Spindly Marquess Wilson takes a step forward each year but half a step back because of injuries. He averaged 16.6 yards on 28 catches last year. Marc Mariani, an injury-prone return specialist, took advantage of injuries to others to emerge as a reliable underneath target, and he has gained Cutler’s confidence. Another oft-injured receiver was veteran Eddie Royal, who needs a bounce-back season after averaging just 6.4 yards on 37 catches. Martellus Bennett was shipped to the Patriots when his me-first approach to football wore thin. Zach Miller stepped up last season and is a more talented receiver than Bennett but lacks the size and strength to match his contributions as a blocker. Miller turned in a career year in 2015, but he has a lengthy injury history. That’s a concern since there’s not much behind him.

Do-everything running back Matt Forté was allowed to leave in free agency, but the belief is that youngsters Jeremy Langford, Ka’Deem Carey and rookie Jordan Howard can combine to do everything Forté did and more. Langford is faster, Howard is bigger and more powerful, and Fox likes Carey’s toughness.

Magazu will have his hands full reconfiguring a unit that will have different starters at all five positions.
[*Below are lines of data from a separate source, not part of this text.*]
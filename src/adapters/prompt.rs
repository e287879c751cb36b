//! Confirmation prompts shown before button-press operations

use std::io::{self, Write};
use std::time::Duration;

use tracing::{info, warn};

use crate::model::Verb;
use crate::ports::UserPrompt;

/// Prints the button-press banner on the controlling terminal.
#[derive(Debug, Clone, Copy, Default)]
pub struct TerminalPrompt;

impl TerminalPrompt {
    fn banner(window: Duration) -> String {
        format!(
            "=== Waiting for User Confirmation... ===\n\
             Please press the \"BOOT\" button on the device in {} seconds,\n\
             and hold it for one second.\n\
             =====================================================",
            window.as_secs()
        )
    }
}

impl UserPrompt for TerminalPrompt {
    fn request_confirmation(&self, verb: Verb, window: Duration) {
        info!(%verb, window_secs = window.as_secs(), "waiting for user confirmation");
        let mut stderr = io::stderr().lock();
        if let Err(err) = writeln!(stderr, "{}", Self::banner(window)) {
            warn!(error = %err, "failed to print confirmation banner");
        }
    }
}

/// Remembers every confirmation request instead of printing it.
#[cfg(test)]
#[derive(Debug, Default)]
pub struct RecordingPrompt {
    requests: std::sync::Mutex<Vec<(Verb, Duration)>>,
}

#[cfg(test)]
impl RecordingPrompt {
    pub fn requests(&self) -> Vec<(Verb, Duration)> {
        self.requests.lock().expect("prompt lock poisoned").clone()
    }
}

#[cfg(test)]
impl UserPrompt for RecordingPrompt {
    fn request_confirmation(&self, verb: Verb, window: Duration) {
        self.requests
            .lock()
            .expect("prompt lock poisoned")
            .push((verb, window));
    }
}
After moving to right tackle in 2015, Kyle Long is expected to switch back to right guard, where he played his first two years. He made the Pro Bowl all three seasons. The other two interior positions will be filled by some combination of veteran free-agent additions Ted Larsen and Manny Ramirez, rookie Cody Whitehair and 2015 third-round center Hroniss Grasu. Charles Leno started the final 13 games at left tackle in 2015 and should be back, unless the Bears decide to move Long again.


Nothing says Fox-Pace like the rebuilt front seven. Nose tackle Eddie Goldman was a 2015 second-round pick and the team’s best D-lineman as a rookie. Massive free-agent addition Akiem Hicks was drafted by the Saints when Pace was in their personnel department, and he was a key piece of the Patriots’ defense last year. This year’s third-round draft pick, Jonathan Bullard, could be the other end in the base 3-4.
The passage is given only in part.